● Stored data
====
use chrono::Duration;
use jsonwebtoken::{Algorithm, DecodingKey, EncodingKey, Header, Validation};
use serde::{Deserialize, Serialize};

use lesson_core::model::{Email, UserId};
use storage::repository::{NewUserRecord, ResetTokenRepository, StorageError, UserRepository};

use crate::Clock;
use crate::error::AuthError;
use crate::password::{
    DEFAULT_HASH_COST, hash_password, random_token, secrets_match, verify_password,
};

/// Account seeded on startup so a fresh install can be tried immediately.
pub const DEMO_EMAIL: &str = "user@example.com";
pub const DEMO_PASSWORD: &str = "password123";

const RESET_TOKEN_LEN: usize = 43;
const DEFAULT_SECRET: &str = "fallback-secret-key-change-in-production";

#[derive(Clone, Debug)]
pub struct AuthConfig {
    pub secret_key: String,
    pub token_ttl: Duration,
    /// bcrypt work factor for new password hashes.
    pub hash_cost: u32,
}

impl AuthConfig {
    #[must_use]
    pub fn new(secret_key: impl Into<String>, token_ttl: Duration) -> Self {
        Self {
            secret_key: secret_key.into(),
            token_ttl,
            hash_cost: DEFAULT_HASH_COST,
        }
    }

    #[must_use]
    pub fn with_hash_cost(mut self, hash_cost: u32) -> Self {
        self.hash_cost = hash_cost;
        self
    }

    /// True when the signing secret is the built-in development value.
    #[must_use]
    pub fn uses_default_secret(&self) -> bool {
        self.secret_key == DEFAULT_SECRET
    }
}

impl Default for AuthConfig {
    fn default() -> Self {
        Self::new(DEFAULT_SECRET, Duration::minutes(30))
    }
}

/// Bearer token handed to clients after login.
#[derive(Debug, Clone, Serialize)]
pub struct AccessToken {
    pub access_token: String,
    pub token_type: &'static str,
}

/// Identity resolved from a valid bearer token.
#[derive(Debug, Clone, PartialEq, Eq)]
pub struct AuthenticatedUser {
    pub user_id: UserId,
    pub email: Email,
}

#[derive(Debug, Serialize, Deserialize)]
struct Claims {
    sub: String,
    iat: i64,
    exp: i64,
}

/// Registration, login and password resets over injected repositories.
#[derive(Clone)]
pub struct AuthService {
    clock: Clock,
    config: AuthConfig,
    users: Arc<dyn UserRepository>,
    reset_tokens: Arc<dyn ResetTokenRepository>,
}

impl AuthService {
    #[must_use]
    pub fn new(
        clock: Clock,
        config: AuthConfig,
        users: Arc<dyn UserRepository>,
        reset_tokens: Arc<dyn ResetTokenRepository>,
    ) -> Self {
        Self {
            clock,
            config,
            users,
            reset_tokens,
        }
    }

    /// Register a new account.
    ///
    /// # Errors
    ///
    /// Returns `AuthError::Email` for malformed addresses,
    /// `AuthError::EmptyPassword` for blank passwords and
    /// `AuthError::EmailTaken` when the address is already registered.
    pub async fn register(&self, email: &str, password: &str) -> Result<UserId, AuthError> {
        let email = Email::parse(email)?;
        if password.is_empty() {
            return Err(AuthError::EmptyPassword);
        }
        if self.users.get_user_by_email(&email).await?.is_some() {
            return Err(AuthError::EmailTaken);
        }

        let password_hash = self.hash(password).await?;
        let user_id = self
            .users
            .create_user(NewUserRecord {
                email: email.clone(),
                password_hash,
                created_at: self.clock.now(),
            })
            .await
            .map_err(|err| match err {
                StorageError::Conflict => AuthError::EmailTaken,
                other => AuthError::Storage(other),
            })?;

        tracing::info!(%email, %user_id, "user registered");
        Ok(user_id)
    }

    /// Check credentials and issue a signed access token.
    ///
    /// # Errors
    ///
    /// Returns `AuthError::InvalidCredentials` for unknown users, malformed
    /// emails or wrong passwords.
    pub async fn login(&self, email: &str, password: &str) -> Result<AccessToken, AuthError> {
        let email = Email::parse(email).map_err(|_| AuthError::InvalidCredentials)?;
        let user = self
            .users
            .get_user_by_email(&email)
            .await?
            .ok_or(AuthError::InvalidCredentials)?;
        let password = password.to_owned();
        let stored = user.password_hash().to_owned();
        let matches = tokio::task::spawn_blocking(move || verify_password(&password, &stored))
            .await
            .map_err(|err| AuthError::Hashing(err.to_string()))?;
        if !matches {
            tracing::info!(%email, "login rejected");
            return Err(AuthError::InvalidCredentials);
        }

        let access_token = self.issue_token(&email)?;
        Ok(AccessToken {
            access_token,
            token_type: "bearer",
        })
    }

    /// bcrypt is CPU-bound, so hashing runs on the blocking pool.
    async fn hash(&self, password: &str) -> Result<String, AuthError> {
        let password = password.to_owned();
        let cost = self.config.hash_cost;
        tokio::task::spawn_blocking(move || hash_password(&password, cost))
            .await
            .map_err(|err| AuthError::Hashing(err.to_string()))?
            .map_err(|err| AuthError::Hashing(err.to_string()))
    }

    fn issue_token(&self, email: &Email) -> Result<String, AuthError> {
        let now = self.clock.now();
        let claims = Claims {
            sub: email.to_string(),
            iat: now.timestamp(),
            exp: (now + self.config.token_ttl).timestamp(),
        };
        jsonwebtoken::encode(
            &Header::new(Algorithm::HS256),
            &claims,
            &EncodingKey::from_secret(self.config.secret_key.as_bytes()),
        )
        .map_err(AuthError::Signing)
    }

    /// Resolve a bearer token to an existing user.
    ///
    /// Expiry is checked against the service clock.
    ///
    /// # Errors
    ///
    /// Returns `AuthError::InvalidToken` for bad signatures, malformed or
    /// expired tokens, and `AuthError::UserNotFound` when the subject no longer
    /// exists.
    pub async fn authenticate(&self, token: &str) -> Result<AuthenticatedUser, AuthError> {
        let mut validation = Validation::new(Algorithm::HS256);
        validation.validate_exp = false;

        let data = jsonwebtoken::decode::<Claims>(
            token,
            &DecodingKey::from_secret(self.config.secret_key.as_bytes()),
            &validation,
        )
        .map_err(|err| {
            tracing::debug!(error = %err, "rejected bearer token");
            AuthError::InvalidToken
        })?;

        if data.claims.exp <= self.clock.now().timestamp() {
            return Err(AuthError::InvalidToken);
        }
        let email = Email::parse(&data.claims.sub).map_err(|_| AuthError::InvalidToken)?;
        let user = self
            .users
            .get_user_by_email(&email)
            .await?
            .ok_or(AuthError::UserNotFound)?;

        Ok(AuthenticatedUser {
            user_id: user.id(),
            email,
        })
    }

    /// Start a password reset. Unknown or malformed emails are ignored so the
    /// response never reveals whether an account exists.
    ///
    /// # Errors
    ///
    /// Returns `AuthError::Storage` on repository failures.
    pub async fn forgot_password(&self, email: &str) -> Result<(), AuthError> {
        let Ok(email) = Email::parse(email) else {
            return Ok(());
        };
        if self.users.get_user_by_email(&email).await?.is_none() {
            return Ok(());
        }

        let token = random_token(RESET_TOKEN_LEN);
        self.reset_tokens
            .save_reset_token(&email, token.clone())
            .await?;
        // Delivery is a log line until a mail transport exists.
        tracing::info!(%email, %token, "sending password reset email");
        Ok(())
    }

    /// Complete a password reset with the token from `forgot_password`.
    ///
    /// # Errors
    ///
    /// Returns `AuthError::InvalidResetToken` when the email or token does not
    /// match a pending reset, and `AuthError::EmptyPassword` for a blank
    /// replacement.
    pub async fn reset_password(
        &self,
        email: &str,
        token: &str,
        new_password: &str,
    ) -> Result<(), AuthError> {
        let email = Email::parse(email).map_err(|_| AuthError::InvalidResetToken)?;
        if new_password.is_empty() {
            return Err(AuthError::EmptyPassword);
        }
        let stored = self.reset_tokens.get_reset_token(&email).await?;
        if !stored.is_some_and(|stored| secrets_match(&stored, token)) {
            return Err(AuthError::InvalidResetToken);
        }

        let password_hash = self.hash(new_password).await?;
        self.users
            .update_password_hash(&email, &password_hash)
            .await
            .map_err(|err| match err {
                StorageError::NotFound => AuthError::InvalidResetToken,
                other => AuthError::Storage(other),
            })?;
        self.reset_tokens.delete_reset_token(&email).await?;
        tracing::info!(%email, "password reset");
        Ok(())
    }

    /// Seed the demo account if it does not exist. Returns whether it was created.
    ///
    /// # Errors
    ///
    /// Returns `AuthError` on repository failures.
    pub async fn ensure_demo_user(&self) -> Result<bool, AuthError> {
        match self.register(DEMO_EMAIL, DEMO_PASSWORD).await {
            Ok(_) => Ok(true),
            Err(AuthError::EmailTaken) => Ok(false),
            Err(err) => Err(err),
        }
    }
}
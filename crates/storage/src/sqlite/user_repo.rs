use async_trait::async_trait;
use lesson_core::model::{Email, User, UserId};

use crate::repository::{NewUserRecord, StorageError, UserRepository};

use super::SqliteRepository;
use super::mapping::{map_user_row, user_id_from_i64};

fn is_unique_violation(err: &sqlx::Error) -> bool {
    err.as_database_error()
        .is_some_and(|db| db.is_unique_violation())
}

#[async_trait]
impl UserRepository for SqliteRepository {
    async fn create_user(&self, record: NewUserRecord) -> Result<UserId, StorageError> {
        let result = sqlx::query(
            r"
            INSERT INTO users (email, password_hash, created_at)
            VALUES (?1, ?2, ?3)
            ",
        )
        .bind(record.email.as_str())
        .bind(record.password_hash)
        .bind(record.created_at)
        .execute(&self.pool)
        .await
        .map_err(|err| {
            if is_unique_violation(&err) {
                StorageError::Conflict
            } else {
                StorageError::Connection(err.to_string())
            }
        })?;

        user_id_from_i64(result.last_insert_rowid())
    }

    async fn get_user_by_email(&self, email: &Email) -> Result<Option<User>, StorageError> {
        let row = sqlx::query(
            r"
            SELECT id, email, password_hash, created_at
            FROM users
            WHERE email = ?1
            ",
        )
        .bind(email.as_str())
        .fetch_optional(&self.pool)
        .await
        .map_err(|err| StorageError::Connection(err.to_string()))?;

        row.as_ref().map(map_user_row).transpose()
    }

    async fn update_password_hash(
        &self,
        email: &Email,
        password_hash: &str,
    ) -> Result<(), StorageError> {
        let result = sqlx::query(
            r"
            UPDATE users
            SET password_hash = ?1
            WHERE email = ?2
            ",
        )
        .bind(password_hash)
        .bind(email.as_str())
        .execute(&self.pool)
        .await
        .map_err(|err| StorageError::Connection(err.to_string()))?;

        if result.rows_affected() == 0 {
            return Err(StorageError::NotFound);
        }
        Ok(())
    }
}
====
● Task
Repeat, exactly as they stand above, the lines from the line with "Ok(user_id)" to the line with "pub async fn login(&self, email: &str, password: &str)", both lines included.

● Reply
        Ok(user_id)
    }

    /// Check credentials and issue a signed access token.
    ///
    /// # Errors
    ///
    /// Returns `AuthError::InvalidCredentials` for unknown users, malformed
    /// emails or wrong passwords.
    pub async fn login(&self, email: &str, password: &str) -> Result<AccessToken, AuthError> {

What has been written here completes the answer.